• Work to complete:
The full set of entries must be copied exactly.

• Dataset records:
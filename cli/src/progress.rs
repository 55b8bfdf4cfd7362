use crate::events::{EventSink, PipelineEvent, Stage};
use crate::logger::Logger;
use indicatif::{HumanBytes, ProgressBar, ProgressStyle};
use std::sync::Mutex;
use std::time::Duration;

const SPINNER_TICK: Duration = Duration::from_millis(120);

fn style(template: &str) -> ProgressStyle {
    ProgressStyle::with_template(template).unwrap_or_else(|_| ProgressStyle::default_bar())
}

/// Renders pipeline events on the terminal: colored status lines plus one
/// spinner or progress bar for whichever stage is running.
#[derive(Default)]
pub struct TerminalSink {
    bar: Mutex<Option<ProgressBar>>,
}

impl TerminalSink {
    pub fn new() -> Self {
        Self::default()
    }

    fn spinner(message: String) -> ProgressBar {
        let pb = ProgressBar::new_spinner();
        pb.set_style(style("{spinner:.green} {msg}"));
        pb.set_message(message);
        pb.enable_steady_tick(SPINNER_TICK);
        pb
    }

    fn progress_bar(stage: Stage, total: Option<u64>) -> ProgressBar {
        match (stage, total) {
            (Stage::Download, Some(total)) => {
                let pb = ProgressBar::new(total);
                pb.set_style(
                    style("{msg} [{bar:40.green/white}] {bytes}/{total_bytes} ({eta})")
                        .progress_chars("=> "),
                );
                pb.set_message(stage.label());
                pb
            }
            // No Content-Length: count bytes against a spinner.
            (Stage::Download, None) => {
                let pb = ProgressBar::new_spinner();
                pb.set_style(style("{spinner:.green} {msg} {bytes}"));
                pb.set_message(stage.label());
                pb.enable_steady_tick(SPINNER_TICK);
                pb
            }
            (_, total) => {
                let pb = ProgressBar::new(total.unwrap_or(0));
                pb.set_style(style("{msg} [{bar:40.green/white}] {pos}/{len}").progress_chars("=> "));
                pb.set_message(stage.label());
                pb
            }
        }
    }

    /// Prints a line without tearing the active bar.
    fn print(&self, f: impl FnOnce()) {
        match self.bar.lock().ok().as_deref().and_then(Option::as_ref) {
            Some(pb) => pb.suspend(f),
            None => f(),
        }
    }

    fn replace_bar(&self, next: Option<ProgressBar>) {
        if let Ok(mut bar) = self.bar.lock() {
            if let Some(old) = bar.take() {
                old.finish_and_clear();
            }
            *bar = next;
        }
    }

    fn update_progress(&self, stage: Stage, done: u64, total: Option<u64>) {
        let Ok(mut bar) = self.bar.lock() else {
            return;
        };
        // The probe spinner is still up when the first download chunk lands.
        let needs_new = bar
            .as_ref()
            .is_none_or(|pb| pb.message() != stage.label());
        if needs_new {
            if let Some(old) = bar.take() {
                old.finish_and_clear();
            }
            *bar = Some(Self::progress_bar(stage, total));
        }
        if let Some(pb) = bar.as_ref() {
            pb.set_position(done);
        }
    }
}

impl EventSink for TerminalSink {
    fn emit(&self, event: PipelineEvent) {
        match event {
            PipelineEvent::StageStarted { stage } => match stage {
                Stage::Probe => {
                    self.replace_bar(Some(Self::spinner("Checking branches (main/master)...".into())))
                }
                Stage::Sense | Stage::Install => {
                    self.replace_bar(Some(Self::spinner(format!("{}...", stage.label()))))
                }
                Stage::Download | Stage::Extract => {}
            },
            PipelineEvent::BranchMissing { branch, status } => self.print(|| {
                Logger::warn(format!(
                    "Branch {} not available ({})",
                    Logger::highlight(&branch),
                    status
                ))
            }),
            PipelineEvent::BranchResolved { branch, url } => self.print(|| {
                Logger::success(format!(
                    "Found branch {} {}",
                    Logger::brand_text(&branch),
                    Logger::dim(&url)
                ))
            }),
            PipelineEvent::Progress { stage, done, total } => {
                self.update_progress(stage, done, total)
            }
            PipelineEvent::ArchiveSaved { path, bytes } => {
                self.replace_bar(None);
                Logger::success(format!(
                    "Downloaded {} to {}",
                    HumanBytes(bytes),
                    Logger::dim(path.display())
                ));
            }
            PipelineEvent::Extracted {
                destination,
                entries,
            } => {
                self.replace_bar(None);
                Logger::success(format!(
                    "Extracted {} entries into {}",
                    entries,
                    Logger::highlight(destination.display())
                ));
            }
            PipelineEvent::EnvironmentSensed {
                ecosystem,
                detected,
            } => self.print(|| {
                if detected {
                    Logger::success(format!(
                        "{} environment detected",
                        Logger::brand_text(ecosystem)
                    ));
                } else {
                    Logger::info(Logger::dim(format!("No {} files found", ecosystem)));
                }
            }),
            PipelineEvent::ManifestFound { ecosystem, path } => self.print(|| {
                Logger::info(format!(
                    "{} dependencies listed in {}",
                    ecosystem,
                    Logger::highlight(path.display())
                ))
            }),
            PipelineEvent::InstallFinished {
                ecosystem,
                success,
                message,
            } => self.print(|| {
                if success {
                    Logger::success(format!("{} dependencies installed", ecosystem));
                } else {
                    Logger::warn(format!(
                        "{} dependencies failed to install: {}",
                        ecosystem,
                        message.unwrap_or_default()
                    ));
                }
            }),
            PipelineEvent::NothingToInstall => {
                self.print(|| Logger::info("No dependencies to install."))
            }
            PipelineEvent::StageFinished { .. } | PipelineEvent::Failed { .. } => {
                self.replace_bar(None)
            }
        }
    }
}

• Reply to the exercise:
filename cli/src/progress.rs
repository 55b8bfdf4cfd7362
use crate::events::{EventSink, PipelineEvent, Stage};
use crate::logger::Logger;
use indicatif::{HumanBytes, ProgressBar, ProgressStyle};
use std::sync::Mutex;
use std::time::Duration;

const SPINNER_TICK: Duration = Duration::from_millis(120);

fn style(template: &str) -> ProgressStyle {
    ProgressStyle::with_template(template).unwrap_or_else(|_| ProgressStyle::default_bar())
}

/// Renders pipeline events on the terminal: colored status lines plus one
/// spinner or progress bar for whichever stage is running.
#[derive(Default)]
pub struct TerminalSink {
    bar: Mutex<Option<ProgressBar>>,
}

impl TerminalSink {
    pub fn new() -> Self {
        Self::default()
    }

    fn spinner(message: String) -> ProgressBar {
        let pb = ProgressBar::new_spinner();
        pb.set_style(style("{spinner:.green} {msg}"));
        pb.set_message(message);
        pb.enable_steady_tick(SPINNER_TICK);
        pb
    }

    fn progress_bar(stage: Stage, total: Option<u64>) -> ProgressBar {
        match (stage, total) {
            (Stage::Download, Some(total)) => {
                let pb = ProgressBar::new(total);
                pb.set_style(
                    style("{msg} [{bar:40.green/white}] {bytes}/{total_bytes} ({eta})")
                        .progress_chars("=> "),
                );
                pb.set_message(stage.label());
                pb
            }
            // No Content-Length: count bytes against a spinner.
            (Stage::Download, None) => {
                let pb = ProgressBar::new_spinner();
                pb.set_style(style("{spinner:.green} {msg} {bytes}"));
                pb.set_message(stage.label());
                pb.enable_steady_tick(SPINNER_TICK);
                pb
            }
            (_, total) => {
                let pb = ProgressBar::new(total.unwrap_or(0));
                pb.set_style(style("{msg} [{bar:40.green/white}] {pos}/{len}").progress_chars("=> "));
                pb.set_message(stage.label());
                pb
            }
        }
    }

    /// Prints a line without tearing the active bar.
    fn print(&self, f: impl FnOnce()) {
        match self.bar.lock().ok().as_deref().and_then(Option::as_ref) {
            Some(pb) => pb.suspend(f),
            None => f(),
        }
    }

    fn replace_bar(&self, next: Option<ProgressBar>) {
        if let Ok(mut bar) = self.bar.lock() {
            if let Some(old) = bar.take() {
                old.finish_and_clear();
            }
            *bar = next;
        }
    }

    fn update_progress(&self, stage: Stage, done: u64, total: Option<u64>) {
        let Ok(mut bar) = self.bar.lock() else {
            return;
        };
        // The probe spinner is still up when the first download chunk lands.
        let needs_new = bar
            .as_ref()
            .is_none_or(|pb| pb.message() != stage.label());
        if needs_new {
            if let Some(old) = bar.take() {
                old.finish_and_clear();
            }
            *bar = Some(Self::progress_bar(stage, total));
        }
        if let Some(pb) = bar.as_ref() {
            pb.set_position(done);
        }
    }
}

impl EventSink for TerminalSink {
    fn emit(&self, event: PipelineEvent) {
        match event {
            PipelineEvent::StageStarted { stage } => match stage {
                Stage::Probe => {
                    self.replace_bar(Some(Self::spinner("Checking branches (main/master)...".into())))
                }
                Stage::Sense | Stage::Install => {
                    self.replace_bar(Some(Self::spinner(format!("{}...", stage.label()))))
                }
                Stage::Download | Stage::Extract => {}
            },
            PipelineEvent::BranchMissing { branch, status } => self.print(|| {
                Logger::warn(format!(
                    "Branch {} not available ({})",
                    Logger::highlight(&branch),
                    status
                ))
            }),
            PipelineEvent::BranchResolved { branch, url } => self.print(|| {
                Logger::success(format!(
                    "Found branch {} {}",
                    Logger::brand_text(&branch),
                    Logger::dim(&url)
                ))
            }),
            PipelineEvent::Progress { stage, done, total } => {
                self.update_progress(stage, done, total)
            }
            PipelineEvent::ArchiveSaved { path, bytes } => {
                self.replace_bar(None);
                Logger::success(format!(
                    "Downloaded {} to {}",
                    HumanBytes(bytes),
                    Logger::dim(path.display())
                ));
            }
            PipelineEvent::Extracted {
                destination,
                entries,
            } => {
                self.replace_bar(None);
                Logger::success(format!(
                    "Extracted {} entries into {}",
                    entries,
                    Logger::highlight(destination.display())
                ));
            }
            PipelineEvent::EnvironmentSensed {
                ecosystem,
                detected,
            } => self.print(|| {
                if detected {
                    Logger::success(format!(
                        "{} environment detected",
                        Logger::brand_text(ecosystem)
                    ));
                } else {
                    Logger::info(Logger::dim(format!("No {} files found", ecosystem)));
                }
            }),
            PipelineEvent::ManifestFound { ecosystem, path } => self.print(|| {
                Logger::info(format!(
                    "{} dependencies listed in {}",
                    ecosystem,
                    Logger::highlight(path.display())
                ))
            }),
            PipelineEvent::InstallFinished {
                ecosystem,
                success,
                message,
            } => self.print(|| {
                if success {
                    Logger::success(format!("{} dependencies installed", ecosystem));
                } else {
                    Logger::warn(format!(
                        "{} dependencies failed to install: {}",
                        ecosystem,
                        message.unwrap_or_default()
                    ));
                }
            }),
            PipelineEvent::NothingToInstall => {
                self.print(|| Logger::info("No dependencies to install."))
            }
            PipelineEvent::StageFinished { .. } | PipelineEvent::Failed { .. } => {
                self.replace_bar(None)
            }
        }
    }
}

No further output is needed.